Les fusillés que l’on instrumentalise aujourd’hui disaient pourtant avec leurs corps et leur ultime souffrance l’orgueil des dirigeants. Qui doit-on alors réhabiliter et qui condamner ?
Que disait donc Jaurès avant de mourir ? « Citoyens, la note que l’Autriche a adressée à la Serbie est pleine de menaces et si l’Autriche envahit le territoire slave, si les Germains, si la race germanique d’Autriche fait violence à ces Serbes qui sont une partie du monde slave et pour lesquels les slaves de Russie éprouvent une sympathie profonde, il y a à craindre et à prévoir que la Russie entrera dans le conflit, et si la Russie intervient pour défendre la Serbie, l’Autriche ayant devant elle deux adversaires, la Serbie et la Russie, invoquera le traité d’alliance qui l’unit à l’Allemagne et l’Allemagne fait savoir qu’elle se solidarisera avec l’Autriche. Et si le conflit ne restait pas entre l’Autriche et la Serbie, si la Russie s’en mêlait, l’Autriche verrait l’Allemagne prendre place sur les champs de bataille à ses côtés. Mais alors, ce n’est plus seulement le traité d’alliance entre l’Autriche et l’Allemagne qui entre en jeu, c’est le traité secret mais dont on connaît les clauses essentielles, qui lie la Russie et la France ; et la Russie dira : ’J’ai contre moi deux adversaires, l’Allemagne et l’Autriche, j’ai le droit d’invoquer le traité qui nous lie, il faut que la France vienne prendre place à mes côtés. » A l’heure actuelle, nous sommes peut-être à la veille du jour où l’Autriche va se jeter sur les Serbes et les Russes, c’est l’Europe en feu, c’est le monde en feu. »

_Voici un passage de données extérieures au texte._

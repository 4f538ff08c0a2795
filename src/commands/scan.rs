//! The `scan` command: partitioned junction and discordant-pair evidence from a BAM.

use anyhow::{Context, Result};
use clap::Parser;
use log::{info, warn};

use svprep_lib::bam_io::{
    IndexedBamSource, IndexedBamSourceFactory, bai_path, index_bam, read_bam_header,
    reference_sequences,
};
use svprep_lib::config::ScanConfig;
use svprep_lib::fragment_length::apply_fragment_length_bounds;
use svprep_lib::hotspot::HotspotCache;
use svprep_lib::logging::{OperationTimer, log_scan_summary};
use svprep_lib::metrics::{JunctionRecord, Metric, write_metrics_auto};
use svprep_lib::partition::split_genome;
use svprep_lib::scheduler::{PartitionScheduler, ScanResults};
use svprep_lib::spanning_cache::SpanningCache;

use crate::commands::command::Command;
use crate::commands::common::{ReadFilterOptions, ScanIoOptions, ThreadingOptions};

/// Scans a BAM file for structural-variant evidence.
#[derive(Debug, Parser)]
#[command(
    name = "scan",
    about = "\x1b[38;5;173m[SCAN]\x1b[0m          \x1b[36mCollect junction and discordant-pair evidence\x1b[0m",
    long_about = r#"
Scans a coordinate-sorted BAM file in genome partitions and reports candidate
structural-variant junctions.

Soft-clipped, split and long-indel reads define junctions. Nearby reads are
attributed to them as exact or candidate support, and discordant read pairs
are clustered into groups that can back a junction of their own. Pairs whose
reads fall in different partitions are reconciled so each fragment is counted
once.

# Outputs

- Junction TSV (--output): one row per retained junction
- Discordant stats (--discordant-stats): discordant read counts by class
- Summary (--summary): run counters
- Fragment lengths (--fragment-lengths): the sampled length histogram
"#
)]
pub struct Scan {
    #[command(flatten)]
    pub io: ScanIoOptions,

    #[command(flatten)]
    pub filters: ReadFilterOptions,

    #[command(flatten)]
    pub threading: ThreadingOptions,

    /// Skip sampling fragment lengths and use --max-frag-length as the upper bound
    #[arg(long = "skip-fragment-lengths", default_value_t = false)]
    pub skip_fragment_lengths: bool,

    /// Maximum fragments sampled for the fragment-length distribution
    #[arg(long = "fragment-length-sample-size", default_value_t = 10_000)]
    pub fragment_length_sample_size: usize,
}

impl Scan {
    fn scan_config(&self) -> ScanConfig {
        ScanConfig {
            filters: (&self.filters).into(),
            partition_size: self.threading.partition_size,
            threads: self.threading.threads,
            estimate_fragment_lengths: !self.skip_fragment_lengths,
            fragment_length_sample_size: self.fragment_length_sample_size,
        }
    }

    /// Writes optional outputs. Failures are logged and do not fail the run.
    fn write_optional<T: Metric>(path: Option<&std::path::Path>, rows: &[T]) {
        if let Some(path) = path {
            if let Err(e) = write_metrics_auto(path, rows) {
                warn!("{e:#}");
            }
        }
    }

    fn write_outputs(&self, results: &ScanResults) -> Result<()> {
        let junctions: Vec<JunctionRecord> = results.junctions().map(JunctionRecord::from).collect();
        write_metrics_auto(&self.io.output, &junctions)?;
        info!("Wrote {} junctions to {}", junctions.len(), self.io.output.display());

        Self::write_optional(self.io.discordant_stats.as_deref(), &[results.stats.discordant]);
        Self::write_optional(self.io.summary.as_deref(), &results.stats.summary_rows());
        Ok(())
    }
}

impl Command for Scan {
    fn execute(&self, _command_line: &str) -> Result<()> {
        self.io.validate()?;
        self.threading.validate()?;
        let mut config = self.scan_config();
        config.validate()?;

        let timer = OperationTimer::new("Scanning for structural-variant evidence");
        info!("Input: {}", self.io.input.display());
        info!("Output: {}", self.io.output.display());
        info!("{}", self.threading.log_message());

        if !bai_path(&self.io.input).exists() {
            info!("No index found, indexing {}", self.io.input.display());
            index_bam(&self.io.input)?;
        }

        let header = read_bam_header(&self.io.input)?;
        let tasks = split_genome(&reference_sequences(&header), config.partition_size, &self.io.regions)?;

        let hotspots = match &self.io.hotspots {
            Some(path) => HotspotCache::from_path(path)?,
            None => HotspotCache::default(),
        };

        if config.estimate_fragment_lengths {
            let mut source = IndexedBamSource::open(&self.io.input)?;
            let distribution = apply_fragment_length_bounds(
                &mut source,
                &tasks,
                &mut config.filters,
                config.fragment_length_sample_size,
            )
            .context("Failed to sample fragment lengths")?;
            Self::write_optional(self.io.fragment_lengths.as_deref(), &distribution.metrics());
        }

        let cache = SpanningCache::new(config.partition_size);
        let factory = IndexedBamSourceFactory::new(&self.io.input);
        let results = PartitionScheduler::new(config).run(tasks, &factory, &hotspots, &cache)?;

        self.write_outputs(&results)?;
        log_scan_summary(&results.stats);
        timer.log_completion(results.stats.reads.reads, "reads");
        Ok(())
    }
}
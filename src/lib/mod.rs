#![deny(unsafe_code)]
// Clippy lint configuration for CI
// - cast_*: genomic coordinates move between u32, usize and i32 throughout
// - missing_*_doc: documentation improvements tracked separately
// - struct_excessive_bools: filter and junction flags are plain bools
#![allow(
    clippy::cast_precision_loss,
    clippy::cast_possible_truncation,
    clippy::cast_possible_wrap,
    clippy::cast_sign_loss,
    clippy::missing_errors_doc,
    clippy::missing_panics_doc,
    clippy::needless_pass_by_value,
    clippy::items_after_statements,
    clippy::unused_self,
    clippy::match_same_arms,
    clippy::too_many_lines,
    clippy::redundant_closure_for_method_calls,
    clippy::struct_excessive_bools,
    clippy::map_unwrap_or,
    clippy::uninlined_format_args
)]

//! # svprep - structural-variant evidence scanning
//!
//! Scans a coordinate-sorted, indexed BAM file in parallel genome partitions and collects
//! the evidence a structural-variant caller needs: soft-clipped and split reads that
//! define candidate junctions, the reads supporting them, and clusters of discordant
//! read pairs. Fragments whose reads fall in different partitions are reconciled through
//! a shared cache so each is reported exactly once.
//!
//! ## Modules
//!
//! ### Scanning
//!
//! - **[`classifier`]** - Read filters and initial read types
//! - **[`fragment`]** - Reads grouped by name and their completeness
//! - **[`junction`]** - Junction evidence per partition
//! - **[`discordant`]** - Discordant read-pair clustering
//! - **[`spanning_cache`]** - Cross-partition fragment reconciliation
//! - **[`scanner`]** - The scan of one partition
//! - **[`scheduler`]** - The worker pool running all partitions
//!
//! ### Inputs and configuration
//!
//! - **[`bam_io`]** - Alignment sources (indexed BAM, in-memory)
//! - **[`sam`]** - Record conversion and CIGAR helpers
//! - **[`partition`]** - Genome regions and partition tasks
//! - **[`config`]** - Thresholds and run settings
//! - **[`hotspot`]** - Known breakends
//! - **[`fragment_length`]** - Observed fragment-length bounds
//!
//! ### Reporting
//!
//! - **[`stats`]** - Per-partition and run-wide counters
//! - **[`metrics`]** - Output rows and TSV writing
//! - **[`logging`]** / **[`progress`]** - Log formatting and progress messages
//!
//! ## Quick Start
//!
//! ```no_run
//! use svprep_lib::bam_io::{IndexedBamSourceFactory, read_bam_header, reference_sequences};
//! use svprep_lib::config::ScanConfig;
//! use svprep_lib::hotspot::HotspotCache;
//! use svprep_lib::partition::split_genome;
//! use svprep_lib::scheduler::PartitionScheduler;
//! use svprep_lib::spanning_cache::SpanningCache;
//!
//! # fn main() -> anyhow::Result<()> {
//! let header = read_bam_header("sample.bam")?;
//! let config = ScanConfig { threads: 8, ..Default::default() };
//! let tasks = split_genome(&reference_sequences(&header), config.partition_size, &[])?;
//!
//! let cache = SpanningCache::new(config.partition_size);
//! let factory = IndexedBamSourceFactory::new("sample.bam");
//! let results =
//!     PartitionScheduler::new(config).run(tasks, &factory, &HotspotCache::default(), &cache)?;
//! println!("{} junctions", results.junctions().count());
//! # Ok(())
//! # }
//! ```

pub mod bam_io;
pub mod classifier;
pub mod config;
pub mod discordant;
pub mod errors;
pub mod fragment;
pub mod fragment_length;
pub mod hotspot;
pub mod junction;
pub mod logging;
pub mod metrics;
pub mod partition;
pub mod progress;
pub mod read;
pub mod remote;
pub mod sam;
pub mod scanner;
pub mod scheduler;
pub mod spanning_cache;
pub mod stats;
pub mod validation;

Nous sommes le 25 juillet 1914 à Vaisse et celui qui dit la vérité sera assassiné cinq jours plus tard.
Pourrait-on tout simplement relire ce discours aujourd’hui, et d’autres, tout aussi prémonitoires, plutôt qu’affirmer qu’une guerre excluait l’indulgence et la faiblesse. Dire le pourquoi de l’absurdité serait, sans doute, d’une toute autre portée !
Pendant ce temps, le Premier Ministre français se rendait à Rethondes, devant le wagon qui représente un tel symbole de quatre-vingt dix années de va et vient entre la France et l’Allemagne, qu’il a fallu en retrouver un, après la « dernière guerre », semblable à celui que les Allemands avaient détruit, pour redire le passé.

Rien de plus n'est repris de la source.